Similarly, a PwC Global CEO Survey found that nearly 55% of CEOs feel decision quality in their organizations is not improving at the same pace as market change.

These figures do not point to a technical failure. Instead, they reveal a deeper issue:
a gap between information availability and decision quality.

This gap is precisely where, from Tarteeb’s perspective, the real challenge begins.

Data Abundance Does Not Equal Decision Clarity

Research published by Harvard Business Review shows that organizations today generate more data than ever before. Yet a decision-making paradox emerges when:

  • Reports multiply
  • Metrics conflict
  • And decisions stall

In such cases, leadership is not constrained by lack of information, but by the absence of a clear framework that connects information to decisions.

At that point, data loses its strategic value.

Where Decisions Commonly Break Down

Through our work with boards and executive teams, we consistently observe that decision failure rarely occurs during analysis itself. Instead, it tends to emerge at one of the following points:

First: Conflicting Priorities

Studies by Boston Consulting Group (BCG) indicate that companies lacking clear strategic priorities waste up to 25% of their execution capacity due to scattered focus.

When everything is labeled a priority, decision-making becomes paralyzed.

Second: Unclear Decision Accountability

According to OECD governance reports, weak definition of decision authority leads to:

  • Slower responses
  • Compromise-driven outcomes
  • Or decisions being passed across organizational layers

In many cases, decisions do not fail because they are wrong, but because they are not made in time.

Third: Confusing Consensus with Decision Quality

Leadership research from Harvard Business School shows that excessive pursuit of consensus can result in weaker decisions, as:

  • Difficult questions go unasked
  • Risks are insufficiently debated
  • And the “least disruptive” option is chosen instead of the most effective one

At Tarteeb, we frequently observe this pattern in organizations that prioritize surface harmony over rigorous professional debate.

Why Ready-Made Decision Models Often Fail

Many organizations rely on:

  • Generic decision templates
  • Imported frameworks
  • Or models that ignore local context

However, reports from the World Economic Forum emphasize that decision effectiveness is highly dependent on:

  • Organizational context
  • Leadership maturity
  • Market dynamics

Sound decisions are not copied—they are built.

The Role of Professional Advisory: Structuring Thinking Before Solutions

At Tarteeb Consulting, we do not begin with the question “What is the solution?”
We begin with a more fundamental one:

How is the decision being thought through in the first place?

Our role is not to:

  • Deliver ready-made recommendations
  • Or add another layer of reporting

Instead, we focus on:

  • Structuring the discussion
  • Clarifying priorities
  • Defining who decides, and on what basis

This approach is supported by McKinsey research, which shows that organizations with clear decision frameworks make decisions up to 40% faster and with higher effectiveness.
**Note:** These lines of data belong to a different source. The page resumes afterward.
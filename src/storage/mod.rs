// SPDX-License-Identifier: MIT
// Copyright 2026 Roland Dreier <roland@rolandd.dev>

//! Client-side key/value storage for session state.
//!
//! Two stores back the auth module: a persistent one that survives restarts
//! (tokens, expiry, cached profile) and a transient one that lives for the
//! duration of a login redirect (the OAuth state).

pub mod file;
pub mod memory;

pub use file::FileStore;
pub use memory::MemoryStore;

use crate::error::Result;

/// Names of the persisted session keys.
pub mod keys {
    pub const ACCESS_TOKEN: &str = "finova_access_token";
    pub const REFRESH_TOKEN: &str = "finova_refresh_token";
    pub const USER_INFO: &str = "finova_user_info";
    pub const TOKEN_EXPIRY: &str = "finova_token_expiry";

    /// Every key that makes up a session, cleared together.
    pub const SESSION: [&str; 4] = [ACCESS_TOKEN, REFRESH_TOKEN, USER_INFO, TOKEN_EXPIRY];

    /// Anti-CSRF state kept across the authorization redirect.
    pub const OAUTH_STATE: &str = "oauth_state";
}

/// String key/value store.
pub trait KeyValueStore: Send + Sync {
    fn get(&self, key: &str) -> Option<String>;
    fn set(&self, key: &str, value: &str) -> Result<()>;
    fn remove(&self, key: &str) -> Result<()>;

    /// Remove several keys. Every key is attempted; the first failure is
    /// reported.
    fn remove_all(&self, keys: &[&str]) -> Result<()> {
        let mut first_error = None;
        for key in keys {
            if let Err(e) = self.remove(key) {
                first_error.get_or_insert(e);
            }
        }
        first_error.map_or(Ok(()), Err)
    }
}
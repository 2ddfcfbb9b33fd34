// SPDX-License-Identifier: MIT
// Copyright 2026 Roland Dreier <roland@rolandd.dev>

//! Services module - backend and identity provider clients.

pub mod api;
pub mod auth;
pub mod health;
pub mod oidc;
pub mod resolver;

pub use api::{ApiClient, ApiSession, Service};
pub use auth::{AuthService, AuthState, LoginCallback};
pub use health::{HealthMonitor, HealthStatus, SweepReport};
pub use oidc::IdentityProvider;
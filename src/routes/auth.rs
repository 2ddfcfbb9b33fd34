// SPDX-License-Identifier: MIT
// Copyright 2026 Roland Dreier <roland@rolandd.dev>

//! Single sign-on routes: login redirect, provider callback, logout.

use axum::{
    extract::{Query, State},
    response::Redirect,
    routing::{get, post},
    Router,
};
use std::sync::Arc;

use crate::app;
use crate::error::Result;
use crate::render::NoticeKind;
use crate::services::LoginCallback;
use crate::AppState;

pub fn routes() -> Router<Arc<AppState>> {
    Router::new()
        .route("/login", get(login))
        .route("/callback", get(callback))
        .route("/logout", post(logout))
}

/// Start the authorization-code flow at the identity provider.
async fn login(State(state): State<Arc<AppState>>) -> Result<Redirect> {
    let url = state.auth.start_login()?;
    Ok(Redirect::temporary(&url))
}

/// Identity provider redirect target.
///
/// Whatever the outcome, the browser lands on `/`; failures are shown there.
async fn callback(
    State(state): State<Arc<AppState>>,
    Query(params): Query<LoginCallback>,
) -> Redirect {
    if let Some(error) = params.error.as_deref() {
        tracing::warn!(error, "Identity provider returned an error");
        let mut page = state.page.write().await;
        page.show_login();
        page.notify(NoticeKind::Error, format!("Login failed: {}", error));
        return Redirect::to("/");
    }

    match app::bootstrap(&state, Some(&params)).await {
        Ok(outcome) => tracing::info!(state = ?outcome, "Login callback handled"),
        Err(e) => tracing::warn!(error = %e, "Login callback rejected"),
    }
    Redirect::to("/")
}

async fn logout(State(state): State<Arc<AppState>>) -> Redirect {
    app::logout(&state).await;
    Redirect::to("/")
}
Decision-Making as an Institutional Process, Not a Moment

Modern management literature consistently frames decision-making not as a single event, but as a process involving:

  • Diagnosis
  • Deliberation
  • Commitment
  • And follow-up

When any link in this chain breaks, overall decision quality deteriorates.

Yet many organizations focus only on what decision is made, while neglecting how it is made.

Indicators That Signal the Need for Professional Intervention

Based on experience, organizations typically need advisory support when:

  • The same decisions recur without different outcomes
  • Discussions extend without resolution
  • Recommendations conflict across departments
  • Or execution results consistently surprise leadership

These are not performance problems.
They are decision problems.

How Tarteeb Approaches Decision Quality

We do not believe in one-size-fits-all solutions.

At Tarteeb, we work to:

  • Build decision frameworks aligned with each organization’s reality
  • Integrate decision-making with governance structures
  • Enable leaders to make difficult decisions with clarity and confidence

This role differs fundamentally from advisory approaches that focus solely on what to do, without addressing how leaders think.

A Professional Closing

Data, research, and market experience all point to the same conclusion:

  • Poor decision-making is one of the highest hidden costs organizations carry
  • And investing in decision quality precedes any operational or technological investment

Organizations that:

  • Structure their thinking
  • Organize their internal dialogue
  • And build clear decision frameworks

Are the ones that sustain competitiveness in rapidly changing environments.